VH1s Single Ladies and Colorism

I am a brown chick. A middle of the road brown girl who gets down right toasty when kissed by the sun. So, honestly colorism hasn’t really affected me...much.  I went to an historically black college right around the time when Spike Lee’s School Daze was released. The song “Good and Bad Hair” seemed to be played out on my campus as I saw many ladies with “good hair” hanging together. The good hair was frequently coupled with light skin and well in my eyes a click was formed. It was an observation I made and moved on.  As for me I didn’t let stereotypes hold me back; the men I dated were of all hues...although admittedly I was a little suspect when a light-skinned guy with wavy hair was interested in me. Eventually I got over my hang-ups but in graduate school, to my chagrin, I ended up dating a guy who told me he could NEVER bring me home because I was *gasp* too dark! Too dark? I was flummoxed and quickly put that relationship behind me.

Skin color/colorism is something that is an issue in the African diaspora but plays out in other cultures as well. In 2012 here in the States I thought we were moving beyond colorism but I can’t help but observe pop culture norms that continue to perpetuate the idea that the closer you are to having caucasian features the more beautiful you are considered.  For instance, take my guilty pleasure “Single Ladies” I resisted watching this show that highlights three single women in Atlanta, with a predominantly black cast and one single white friend. I resisted for no other reason than the bad acting but after watching a few episodes I was soon sucked in and watched fairly religiously. 

Photo credit: VH1

The cast is full of successful women, movers and shakers who just happen to be light skinned with no successful dark skinned sister in sight. When lead actress Stacey Dash left the show she was replaced by a body double (light skinned, light eyed) Denise Vasi. Admittedly I did notice the color thing but didn’t make anything of it and continued to watch the show. Sidebar - the men apparently can be chocolate brown and successful, on again off again love interest of Keisha (LisaRaye), Malcolm (played by tall, dark and handsome DB Woodside)  is a very rich man. With humble beginnings. 

Photo credit: VH1 Season 2 cast leads

However, the newest cast member, Morgan (played by Cassandra Freeman) is brown skinned. 

Cassandra Freeman newest cast member
I was momentarily gleeful and then I realized that the brown skinned woman while single, is also a single mother, driving a Honda and her only prospect? A bus driver who she has to approach for a date and she ends up paying! Meanwhile, LisaRaye has men buying her Ashton Martins and Raquel’s (played by Denise Vasi) former fiance is a neurosurgeon. Coincidence? I don’t think so! I continue to be confused by such blatant displays of colorism on television.

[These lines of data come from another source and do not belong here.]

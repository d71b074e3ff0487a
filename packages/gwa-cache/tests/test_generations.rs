//! Multi-cycle behaviour of the record cache
//!
//! Each "cycle" here is what an orchestrator does: snapshot, then upsert
//! everything the source currently holds at the index the resolver picks.

use gwa_cache::{ExchangeObject, GwaCache, Generation, RecordEntry, UpsertOutcome};
use pretty_assertions::assert_eq;
use proptest::prelude::*;
use std::sync::Arc;

const KEYWORDS: [(&str, &str); 4] = [
    ("NODE.3", "Node"),
    ("MEMB.8", "Member"),
    ("LOAD_BEAM", "BeamLoad"),
    ("PROP_SEC", "Section"),
];

/// One source collection per keyword, 25 objects each
fn source(changed: usize) -> Vec<(&'static str, &'static str, String, String)> {
    let mut out = Vec::new();
    let mut n = 0;
    for (keyword, type_name) in KEYWORDS {
        for i in 0..25 {
            let app_id = format!("gh/{}/{}", type_name, i);
            let suffix = if n < changed { "v2" } else { "v1" };
            out.push((keyword, type_name, app_id, suffix.to_string()));
            n += 1;
        }
    }
    out
}

fn run_cycle(cache: &GwaCache, objects: &[(&str, &str, String, String)]) {
    cache.snapshot();
    for (keyword, type_name, app_id, version) in objects {
        let index = cache.resolve_index(keyword, type_name, app_id);
        let payload = format!("{}:{{speckle_app_id:{}}}\t{}\t{}", keyword, app_id, index, version);
        let object = ExchangeObject::new(*type_name).with_application_id(app_id.clone());
        cache
            .upsert(
                RecordEntry::new(*keyword, index, payload)
                    .application_id(app_id.clone())
                    .linked(Arc::new(object)),
            )
            .unwrap();
    }
}

#[test]
fn test_hundred_records_then_ten_changed() {
    let cache = GwaCache::default();

    run_cycle(&cache, &source(0));
    assert_eq!(cache.latest_count(), 100);
    assert_eq!(cache.len(), 100);
    assert!(cache
        .records()
        .iter()
        .all(|r| r.application_id.is_some() && r.linked_type().is_some()));

    run_cycle(&cache, &source(10));
    assert_eq!(cache.latest_count(), 100);
    assert_eq!(cache.len(), 110);
    assert_eq!(cache.expired_data().len(), 10);
    cache.check_invariants().unwrap();
}

#[test]
fn test_merge_stability_across_cycles() {
    let cache = GwaCache::default();
    let objects = source(0);

    run_cycle(&cache, &objects);
    let after_first = cache.latest_count();
    run_cycle(&cache, &objects);

    assert_eq!(cache.latest_count(), after_first);
    assert!(cache.expired_data().is_empty());
    assert_eq!(cache.len(), 100);
}

#[test]
fn test_detects_removal() {
    let cache = GwaCache::default();
    let mut objects = source(0);
    run_cycle(&cache, &objects);

    let removed = objects.pop().unwrap();
    run_cycle(&cache, &objects);

    let expired = cache.expired_data();
    assert_eq!(expired.len(), 1);
    assert!(expired[0].payload.contains(&removed.2));

    cache.snapshot();
    assert!(!cache
        .records()
        .iter()
        .any(|r| r.application_id.as_deref() == Some(removed.2.as_str())));
}

#[test]
fn test_index_stability() {
    let cache = GwaCache::default();
    let objects = source(0);
    run_cycle(&cache, &objects);
    let first = cache.resolve_index("MEMB.8", "Member", "gh/Member/3");

    run_cycle(&cache, &source(100));
    assert_eq!(cache.resolve_index("MEMB.8", "Member", "gh/Member/3"), first);
}

#[test]
fn test_gap_filling_after_purge() {
    let cache = GwaCache::default();
    let objects: Vec<_> = source(0)
        .into_iter()
        .filter(|o| o.0 == "PROP_SEC")
        .take(4)
        .collect();
    run_cycle(&cache, &objects);
    assert_eq!(cache.keyword_indices("PROP_SEC"), vec![1, 2, 3, 4]);

    // Drop the third object and let the purge free its slot
    let kept: Vec<_> = objects
        .iter()
        .enumerate()
        .filter(|(i, _)| *i != 2)
        .map(|(_, o)| o.clone())
        .collect();
    run_cycle(&cache, &kept);
    cache.snapshot();

    assert_eq!(cache.keyword_indices("PROP_SEC"), vec![1, 2, 4]);
    assert_eq!(cache.resolve_index("PROP_SEC", "Section", "gh/Section/new"), 3);
}

#[test]
fn test_generations_through_a_cycle() {
    let cache = GwaCache::default();
    cache
        .upsert(RecordEntry::new("MEMB.8", 1, "a").application_id("m1"))
        .unwrap();
    assert_eq!(cache.records()[0].generation(), Generation::Fresh);

    cache.snapshot();
    assert_eq!(cache.records()[0].generation(), Generation::Stale);

    cache
        .upsert(RecordEntry::new("MEMB.8", 1, "a").application_id("m1"))
        .unwrap();
    assert_eq!(cache.records()[0].generation(), Generation::Carried);
}

proptest! {
    #[test]
    fn prop_reaffirmation_never_grows(payloads in prop::collection::btree_set("[a-z]{1,8}", 1..20), repeats in 1usize..4) {
        let cache = GwaCache::default();
        for (i, payload) in payloads.iter().enumerate() {
            cache.upsert(RecordEntry::new("MEMB.8", i as u32 + 1, payload.clone())).unwrap();
        }
        let live = cache.len();

        for _ in 0..repeats {
            cache.snapshot();
            for (i, payload) in payloads.iter().enumerate() {
                let outcome = cache.upsert(RecordEntry::new("memb.8", i as u32 + 1, payload.clone())).unwrap();
                prop_assert_eq!(outcome, UpsertOutcome::Reaffirmed);
            }
            prop_assert_eq!(cache.len(), live);
            prop_assert_eq!(cache.latest_count(), live);
        }
    }
}
//! Inbound cycle: exchange streams -> native model
//!
//! Initialisation loads the native model into the cache and reserves every
//! native index in use, so slots the engine does not track are never
//! reallocated. Each trigger then receives all streams, writes the objects
//! back wave by wave and issues the resulting native commands.
//! [`Receiver::delete_received`] undoes everything written from the
//! receiver's streams.

use crate::context::SyncContext;
use crate::cycle::{CycleOutcome, CycleReport, CycleState, CycleStateMachine, Direction};
use crate::dag::TypeDependencyGraph;
use crate::error::{OrchestratorError, Result};
use crate::plugin::ReceivedObject;
use crate::scheduler::{BatchReport, BatchScheduler};
use crate::source::Transport;
use gwa_cache::{gwa, GwaCache, RecordSummary};
use parking_lot::Mutex;
use std::collections::{BTreeMap, HashSet};
use std::sync::Arc;
use tokio::task::JoinHandle;
use tokio::time::MissedTickBehavior;
use tracing::{debug, error, info, warn};

/// Type name -> received objects of that type
pub type ObjectsByType = BTreeMap<String, Vec<ReceivedObject>>;

pub struct Receiver {
    ctx: SyncContext,
    transport: Arc<dyn Transport>,
    graph: Arc<TypeDependencyGraph>,
    scheduler: Arc<BatchScheduler>,
    state: Mutex<CycleStateMachine>,
    stream_ids: Mutex<Vec<String>>,
}

impl Receiver {
    pub fn new(ctx: SyncContext, transport: Arc<dyn Transport>) -> Result<Self> {
        let graph = ctx.registry.write_graph(ctx.config.target_layer)?;
        graph.waves()?;
        info!("Receive plan:\n{}", graph.execution_plan());

        let scheduler = BatchScheduler::from_config(&ctx.config)?;
        Ok(Self {
            ctx,
            transport,
            graph: Arc::new(graph),
            scheduler: Arc::new(scheduler),
            state: Mutex::new(CycleStateMachine::new(Direction::Receive)),
            stream_ids: Mutex::new(Vec::new()),
        })
    }

    pub fn state(&self) -> CycleState {
        self.state.lock().state()
    }

    pub fn is_busy(&self) -> bool {
        self.ctx.gate.is_busy()
    }

    pub fn stream_ids(&self) -> Vec<String> {
        self.stream_ids.lock().clone()
    }

    /// Load the native model, reserve its indices and set the baseline
    ///
    /// Anything cached by an earlier initialisation is discarded first.
    /// Returns the number of native records loaded.
    pub async fn initialize(&self, stream_ids: Vec<String>) -> Result<usize> {
        let Some(_busy) = self.ctx.gate.try_enter() else {
            return Err(OrchestratorError::Busy);
        };
        let ids: Vec<String> = stream_ids
            .into_iter()
            .filter(|s| !s.trim().is_empty())
            .collect();
        self.ctx.status.status("Loading native model", None);

        let ctx = self.ctx.clone();
        let loaded = tokio::task::spawn_blocking(move || load_native_model(&ctx))
            .await
            .map_err(|e| OrchestratorError::Other(anyhow::anyhow!("receive worker: {}", e)))??;

        info!(records = loaded, streams = ids.len(), "receiver initialised");
        *self.stream_ids.lock() = ids;
        Ok(loaded)
    }

    pub async fn close(&self) -> Result<()> {
        self.transport.close().await.map_err(OrchestratorError::transport)
    }

    /// Run one receive cycle; dropped (reported as skipped) while another runs
    pub async fn trigger(&self) -> Result<CycleReport> {
        let Some(_busy) = self.ctx.gate.try_enter() else {
            debug!("a sync cycle is already running, receive trigger dropped");
            return Ok(CycleReport::skipped(Direction::Receive));
        };

        let checkpoint = self.ctx.cache.checkpoint();
        match self.run_cycle().await {
            Ok(report) => Ok(report),
            Err(e) => {
                self.ctx.cache.restore(checkpoint);
                self.state.lock().abort();
                error!(category = %e.category(), "receive cycle failed: {}", e);
                self.ctx.status.error(&format!("Receive failed: {}", e));
                Err(e)
            }
        }
    }

    /// Run [`trigger`](Self::trigger) on a background task
    pub fn spawn_trigger(self: &Arc<Self>) -> JoinHandle<Result<CycleReport>> {
        let receiver = Arc::clone(self);
        tokio::spawn(async move { receiver.trigger().await })
    }

    /// Trigger a cycle every `polling_rate_ms` until the handle is aborted
    pub fn spawn_polling(self: &Arc<Self>) -> JoinHandle<()> {
        let receiver = Arc::clone(self);
        let period = self.ctx.config.polling_interval();
        tokio::spawn(async move {
            let mut ticker = tokio::time::interval(period);
            ticker.set_missed_tick_behavior(MissedTickBehavior::Skip);
            loop {
                ticker.tick().await;
                if let Err(e) = receiver.trigger().await {
                    debug!("polled receive cycle failed: {}", e);
                }
            }
        })
    }

    /// Delete every native record written from the receiver's streams
    ///
    /// Records created natively, or written from other streams, stay. The
    /// deleted records are dropped from the cache, so a later cycle writes
    /// them again. Returns the number of native commands issued.
    pub async fn delete_received(&self) -> Result<usize> {
        let Some(_busy) = self.ctx.gate.try_enter() else {
            return Err(OrchestratorError::Busy);
        };
        self.ctx.status.status("Deleting received objects", None);

        let checkpoint = self.ctx.cache.checkpoint();
        let ctx = self.ctx.clone();
        let stream_ids = self.stream_ids();
        let result = tokio::task::spawn_blocking(move || delete_from_native(&ctx, &stream_ids))
            .await
            .map_err(|e| OrchestratorError::Other(anyhow::anyhow!("receive worker: {}", e)))
            .and_then(|r| r);

        match result {
            Ok(commands) => {
                info!(commands, "received objects deleted");
                Ok(commands)
            }
            Err(e) => {
                self.ctx.cache.restore(checkpoint);
                error!(category = %e.category(), "deleting received objects failed: {}", e);
                self.ctx.status.error(&format!("Delete failed: {}", e));
                Err(e)
            }
        }
    }

    async fn run_cycle(&self) -> Result<CycleReport> {
        let mut report = CycleReport::begin(Direction::Receive);
        self.state.lock().advance(CycleState::Receiving)?;
        self.ctx.status.status("Receiving", None);

        let stream_ids = self.stream_ids();
        let received = futures::future::join_all(stream_ids.iter().map(|id| async move {
            (id.clone(), self.transport.receive(id).await)
        }))
        .await;

        let mut objects = Vec::new();
        for (stream_id, result) in received {
            let batch = result.map_err(|e| {
                OrchestratorError::Transport(format!("stream {}: {:#}", stream_id, e))
            })?;
            objects.extend(
                batch
                    .into_iter()
                    .map(|o| ReceivedObject::new(stream_id.clone(), o)),
            );
        }
        report.objects_received = objects.len();

        let by_type = group_by_type(objects);
        for (type_name, objects) in &by_type {
            if !self.graph.contains(type_name) {
                warn!(type_name = %type_name, count = objects.len(), "no plugin for received type");
                self.ctx.status.message(&format!(
                    "{} received object(s) of type {} were not converted",
                    objects.len(),
                    type_name
                ));
                report.objects_unhandled += objects.len();
            }
        }

        self.state.lock().advance(CycleState::Writing)?;
        self.ctx.status.status("Writing native model", None);

        let ctx = self.ctx.clone();
        let graph = self.graph.clone();
        let scheduler = self.scheduler.clone();
        let (batch, commands) = tokio::task::spawn_blocking(move || {
            write_and_apply(&ctx, &graph, &scheduler, &by_type, &stream_ids)
        })
        .await
        .map_err(|e| OrchestratorError::Other(anyhow::anyhow!("receive worker: {}", e)))??;

        report.batch = batch;
        report.native_commands = commands;
        for (type_name, message) in report.batch.failures() {
            self.ctx
                .status
                .error(&format!("Writing {} failed: {}", type_name, message));
        }

        self.state.lock().advance(CycleState::Idle)?;
        let report = report.finish(CycleOutcome::Completed);
        info!(
            cycle = %report.id,
            received = report.objects_received,
            unhandled = report.objects_unhandled,
            commands = report.native_commands,
            duration_ms = report.duration_ms(),
            "receive cycle complete"
        );
        Ok(report)
    }
}

/// De-duplicate by (type, application id), first occurrence wins, and group
/// by type. Objects without an application id are all kept.
pub fn group_by_type(objects: Vec<ReceivedObject>) -> ObjectsByType {
    let mut seen: HashSet<(String, String)> = HashSet::new();
    let mut by_type = ObjectsByType::new();
    for received in objects {
        if let Some(id) = received.application_id() {
            if !seen.insert((received.object.type_name.clone(), id.to_string())) {
                continue;
            }
        }
        by_type
            .entry(received.object.type_name.clone())
            .or_default()
            .push(received);
    }
    by_type
}

fn load_native_model(ctx: &SyncContext) -> Result<usize> {
    ctx.cache.clear();
    let keywords = ctx.keywords();
    let records = ctx
        .source
        .fetch_all(&keywords)
        .map_err(OrchestratorError::native)?;
    let loaded = records.len();
    for record in records {
        ctx.cache.upsert(record.into())?;
    }

    for keyword in &keywords {
        let highest = ctx
            .source
            .highest_index(keyword)
            .map_err(OrchestratorError::native)?;
        if highest > 0 {
            ctx.cache.reserve_indices(keyword, 1..=highest);
        }
    }
    ctx.cache.set_baseline();
    Ok(loaded)
}

fn delete_from_native(ctx: &SyncContext, stream_ids: &[String]) -> Result<usize> {
    let ours: Vec<RecordSummary> = ctx
        .cache
        .deletable_data()
        .into_iter()
        .filter(|r| {
            r.stream_id
                .as_deref()
                .is_some_and(|s| stream_ids.iter().any(|id| id == s))
        })
        .collect();
    for record in &ours {
        let command = gwa::delete_command(record.command_kind, &record.keyword, record.index);
        ctx.source
            .run_command(&command)
            .map_err(OrchestratorError::native)?;
    }
    let removed = ctx.cache.remove_streams(stream_ids);
    debug!(commands = ours.len(), removed, "stream records deleted");
    Ok(ours.len())
}

fn write_and_apply(
    ctx: &SyncContext,
    graph: &TypeDependencyGraph,
    scheduler: &BatchScheduler,
    by_type: &ObjectsByType,
    stream_ids: &[String],
) -> Result<(BatchReport, usize)> {
    ctx.cache.reset_to_baseline();
    ctx.cache.snapshot();

    let batch = scheduler.run_batches(graph, |type_name| {
        let Some(plugin) = ctx.registry.get(type_name) else {
            return Ok(false);
        };
        let objects = by_type.get(type_name).map(Vec::as_slice).unwrap_or(&[]);
        plugin.write_back(&ctx.cache, objects)?;
        Ok(!objects.is_empty())
    })?;

    ctx.cache.check_invariants()?;

    let commands = native_commands(&ctx.cache, stream_ids);
    for command in &commands {
        ctx.source
            .run_command(command)
            .map_err(OrchestratorError::native)?;
    }
    Ok((batch, commands.len()))
}

/// Deletes for expired records written from one of `stream_ids`, then sets
/// for fresh records
///
/// A delete is skipped when a fresh record was written to the same slot.
/// Records without a matching stream id were created natively and are left
/// in place.
pub fn native_commands(cache: &GwaCache, stream_ids: &[String]) -> Vec<String> {
    let fresh = cache.newly_added();
    let rewritten: HashSet<(String, u32)> = fresh
        .iter()
        .map(|r| (r.keyword.to_ascii_uppercase(), r.index))
        .collect();

    let mut commands = Vec::new();
    for expired in cache.expired_data() {
        let ours = expired
            .stream_id
            .as_deref()
            .is_some_and(|s| stream_ids.iter().any(|id| id == s));
        let slot = (expired.keyword.to_ascii_uppercase(), expired.index);
        if ours && !rewritten.contains(&slot) {
            commands.push(gwa::delete_command(
                expired.command_kind,
                &expired.keyword,
                expired.index,
            ));
        }
    }
    for record in fresh {
        commands.push(gwa::set_command(record.command_kind, record.index, &record.payload));
    }
    commands
}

I am particularly surprised because Queen Latifah is executive producer and she was one of the stars of Living Single back in the nineties. Living Single had a very diverse cast and the darkest sister on the show was actually a high powered attorney. I find it interesting that with this type of prior work experience on a successful show, the Queen would perpetuate the stereotypes frequently associated with skin color.

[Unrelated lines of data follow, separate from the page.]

//! Native index resolution
//!
//! Maps a cross-system identity (keyword, object type, application id) to
//! a native slot. An identity that already occupies a slot keeps it across
//! cycles; a new identity gets the lowest positive index not used by a live
//! record or a reservation.

use crate::store::{table_key, GwaCache};
use std::collections::BTreeSet;
use tracing::debug;

impl GwaCache {
    /// Index for an identity, allocating one when it has none yet
    ///
    /// Latest records win over previous ones, so an object that was already
    /// re-sent this cycle resolves to the slot it was written to. Within a
    /// generation a record linked to `type_name` wins over an unlinked one;
    /// unlinked records come from native loads and still carry the identity.
    /// Records linked to another type never match. Without an application
    /// id there is no identity to look up and a new index is allocated.
    /// Read-only: the caller claims the index by upserting.
    pub fn resolve_index(&self, keyword: &str, type_name: &str, application_id: &str) -> u32 {
        let state = self.state.read();
        let table = state.table(keyword);

        if !application_id.is_empty() {
            let existing = table
                .iter()
                .filter(|r| r.application_id_matches(application_id))
                .filter_map(|r| {
                    let generation = match (r.is_latest, r.is_previous) {
                        (true, _) => 0,
                        (false, true) => 1,
                        (false, false) => return None,
                    };
                    let linkage = match r.linked_type() {
                        Some(t) if t == type_name => 0,
                        Some(_) => return None,
                        None => 1,
                    };
                    Some(((generation, linkage), r.index))
                })
                .min_by_key(|(rank, _)| *rank);
            if let Some((_, index)) = existing {
                return index;
            }
        }

        let mut used: BTreeSet<u32> = table
            .iter()
            .filter(|r| r.is_live())
            .map(|r| r.index)
            .collect();
        if let Some(reserved) = state.reservations.get(&table_key(keyword)) {
            used.extend(reserved.iter().copied());
        }
        lowest_free(&used)
    }

    /// Existing index of an identity, without allocating
    pub fn lookup_index(&self, keyword: &str, type_name: &str, application_id: &str) -> Option<u32> {
        let state = self.state.read();
        let table = state.table(keyword);
        let matching = |r: &&crate::record::CacheRecord| {
            r.application_id_matches(application_id) && r.linked_type() == Some(type_name)
        };
        table
            .iter()
            .filter(matching)
            .find(|r| r.is_latest)
            .or_else(|| table.iter().filter(matching).find(|r| r.is_live()))
            .map(|r| r.index)
    }

    /// Existing indices of several identities, in the order requested
    pub fn lookup_indices<S: AsRef<str>>(
        &self,
        keyword: &str,
        type_name: &str,
        application_ids: &[S],
    ) -> Vec<Option<u32>> {
        application_ids
            .iter()
            .map(|id| self.lookup_index(keyword, type_name, id.as_ref()))
            .collect()
    }

    /// Every index used by a live record of a keyword, ascending
    pub fn keyword_indices(&self, keyword: &str) -> Vec<u32> {
        let state = self.state.read();
        let indices: BTreeSet<u32> = state
            .table(keyword)
            .iter()
            .filter(|r| r.is_live())
            .map(|r| r.index)
            .collect();
        indices.into_iter().collect()
    }

    /// Mark indices as taken natively so allocation skips them
    pub fn reserve_indices<I: IntoIterator<Item = u32>>(&self, keyword: &str, indices: I) {
        let mut state = self.state.write();
        state
            .reservations
            .entry(table_key(keyword))
            .or_default()
            .extend(indices.into_iter().filter(|i| *i > 0));
    }

    pub fn reserved_indices(&self, keyword: &str) -> Vec<u32> {
        self.state
            .read()
            .reservations
            .get(&table_key(keyword))
            .map(|set| set.iter().copied().collect())
            .unwrap_or_default()
    }

    /// Remember the current reservations as the per-cycle starting point
    pub fn set_baseline(&self) {
        let mut state = self.state.write();
        state.baseline = state.reservations.clone();
        debug!(keywords = state.baseline.len(), "index baseline set");
    }

    /// Drop reservations made since the baseline
    pub fn reset_to_baseline(&self) {
        let mut state = self.state.write();
        state.reservations = state.baseline.clone();
    }
}

fn lowest_free(used: &BTreeSet<u32>) -> u32 {
    let mut candidate = 1;
    for &index in used.range(1..) {
        if index != candidate {
            break;
        }
        candidate += 1;
    }
    candidate
}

Does this mean I will be boycotting the show? Absolutely not. But I do think it is important to make these types of observations and call out folks on their stuff. I hoped we’d be beyond this in 2012 but clearly we have a way to go. What are your thoughts? Have you noticed colorism in pop culture?


YUMMommy said…
I'm hoping this is not the case because I love Queen Latifah and she seems to be a good person. Maybe, Freeman was the best actress that auditioned for the role and it's a coincidence that's her complexion is darker than the rest of the cast.
Tia said…
I don't keep up with the show as much as I did last season. Mainly because if the bad acting, LOL. I have to say that I would appreciate seeing more shades of brown on tv. I would also like to see less weaves and wigs, but that probably won't happen. I don't think there is anything wrong with those hairstyles (I rocked a Beyonce inspired weave a few years ago, loved it!), but I would really like to see more women of color looking more natural. As YuMMommy pointed out Living Single was a super successful show that featured all types of women. That's what I'd like to see tv get back to.
keyalus said…
I've absolutely noticed this! And if brown girls barely get love, dark-skinned girls like me *really* get no love.

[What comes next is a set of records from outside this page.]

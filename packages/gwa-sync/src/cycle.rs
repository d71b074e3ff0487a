//! Cycle bookkeeping shared by the sender and receiver
//!
//! - [`CycleGate`]: at most one cycle per context; a trigger while busy is dropped
//! - [`CycleStateMachine`]: legal phase transitions of a cycle
//! - [`CycleReport`]: what a cycle did

use crate::error::{OrchestratorError, Result};
use crate::scheduler::BatchReport;
use chrono::{DateTime, Utc};
use serde::{Deserialize, Serialize};
use std::sync::atomic::{AtomicBool, Ordering};
use std::sync::Arc;
use uuid::Uuid;

#[derive(Debug, Clone, Copy, PartialEq, Eq, Hash, Serialize, Deserialize)]
pub enum Direction {
    Send,
    Receive,
}

impl Direction {
    pub fn as_str(&self) -> &'static str {
        match self {
            Direction::Send => "send",
            Direction::Receive => "receive",
        }
    }
}

impl std::fmt::Display for Direction {
    fn fmt(&self, f: &mut std::fmt::Formatter<'_>) -> std::fmt::Result {
        write!(f, "{}", self.as_str())
    }
}

/// Busy flag; clones share it
#[derive(Debug, Clone, Default)]
pub struct CycleGate {
    busy: Arc<AtomicBool>,
}

impl CycleGate {
    pub fn new() -> Self {
        Self::default()
    }

    /// `None` when a cycle is already running
    pub fn try_enter(&self) -> Option<BusyGuard> {
        self.busy
            .compare_exchange(false, true, Ordering::AcqRel, Ordering::Acquire)
            .ok()
            .map(|_| BusyGuard {
                busy: self.busy.clone(),
            })
    }

    pub fn is_busy(&self) -> bool {
        self.busy.load(Ordering::Acquire)
    }
}

/// Clears the busy flag when dropped, on every exit path
#[derive(Debug)]
pub struct BusyGuard {
    busy: Arc<AtomicBool>,
}

impl Drop for BusyGuard {
    fn drop(&mut self) {
        self.busy.store(false, Ordering::Release);
    }
}

#[derive(Debug, Clone, Copy, PartialEq, Eq, Hash, Serialize, Deserialize)]
pub enum CycleState {
    Idle,
    /// Sender: native read and conversion
    Reading,
    Bucketing,
    Transmitting,
    Receiving,
    /// Receiver: conversion back to native records
    Writing,
}

impl CycleState {
    pub fn state_name(&self) -> &'static str {
        match self {
            CycleState::Idle => "idle",
            CycleState::Reading => "reading",
            CycleState::Bucketing => "bucketing",
            CycleState::Transmitting => "transmitting",
            CycleState::Receiving => "receiving",
            CycleState::Writing => "writing",
        }
    }

    pub fn is_busy(&self) -> bool {
        !matches!(self, CycleState::Idle)
    }
}

#[derive(Debug, Clone)]
pub struct CycleStateMachine {
    direction: Direction,
    state: CycleState,
}

impl CycleStateMachine {
    pub fn new(direction: Direction) -> Self {
        Self {
            direction,
            state: CycleState::Idle,
        }
    }

    pub fn state(&self) -> CycleState {
        self.state
    }

    pub fn direction(&self) -> Direction {
        self.direction
    }

    /// Sender: `Idle → Reading → (Idle | Bucketing → Transmitting → Idle)`;
    /// receiver: `Idle → Receiving → Writing → Idle`
    pub fn advance(&mut self, to: CycleState) -> Result<()> {
        use CycleState::*;
        let allowed = match self.direction {
            Direction::Send => matches!(
                (self.state, to),
                (Idle, Reading)
                    | (Reading, Idle)
                    | (Reading, Bucketing)
                    | (Bucketing, Transmitting)
                    | (Transmitting, Idle)
            ),
            Direction::Receive => matches!(
                (self.state, to),
                (Idle, Receiving) | (Receiving, Writing) | (Writing, Idle)
            ),
        };
        if !allowed {
            return Err(OrchestratorError::InvalidStateTransition {
                from: self.state.state_name().to_string(),
                to: to.state_name().to_string(),
            });
        }
        self.state = to;
        Ok(())
    }

    /// Back to idle from any phase after a failed cycle
    pub fn abort(&mut self) {
        self.state = CycleState::Idle;
    }
}

#[derive(Debug, Clone, Copy, PartialEq, Eq, Serialize, Deserialize)]
pub enum CycleOutcome {
    /// Another cycle was running; nothing was done
    Skipped,
    /// Nothing changed since the previous cycle
    Unchanged,
    Completed,
}

#[derive(Debug, Clone)]
pub struct CycleReport {
    pub id: Uuid,
    pub direction: Direction,
    pub started_at: DateTime<Utc>,
    pub finished_at: DateTime<Utc>,
    pub outcome: CycleOutcome,
    pub records_read: usize,
    pub objects_sent: usize,
    pub objects_received: usize,
    /// Received objects no registered type handles
    pub objects_unhandled: usize,
    pub native_commands: usize,
    pub batch: BatchReport,
}

impl CycleReport {
    pub fn begin(direction: Direction) -> Self {
        let now = Utc::now();
        Self {
            id: Uuid::new_v4(),
            direction,
            started_at: now,
            finished_at: now,
            outcome: CycleOutcome::Skipped,
            records_read: 0,
            objects_sent: 0,
            objects_received: 0,
            objects_unhandled: 0,
            native_commands: 0,
            batch: BatchReport::default(),
        }
    }

    pub fn skipped(direction: Direction) -> Self {
        Self::begin(direction)
    }

    pub fn finish(mut self, outcome: CycleOutcome) -> Self {
        self.outcome = outcome;
        self.finished_at = Utc::now();
        self
    }

    pub fn duration_ms(&self) -> u64 {
        (self.finished_at - self.started_at).num_milliseconds().max(0) as u64
    }
}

I was wracking my brain this AM to think of dark skinned girls in recent TV/movies who A) aren't overweight and B) aren't playing an older mother figure. Because, unfortunately, if A & B aren't true in TV land, you aren't considered "desireable" in the context of the show.

I could hardly think of anyone! "Think Like A Man" had a whole cast of black folks and while there were 2 dark-skinned men, there were no dark-skinned women.

The only dark-skinned actresses I can think of lately are Gabourey Sidibe, Viola Davis, Retta (Parks & Rec) and Loretta Divine. None of them play parts where they are really considered desirable women.

This Cookn' Mom said…
Hmmm...you may be on to something here! I hope it's not the case though.
Mrs. Pancakes said…
I am with the rest of the ladies..I hope this is not the case either...I've always liked it whenever I've seen it!!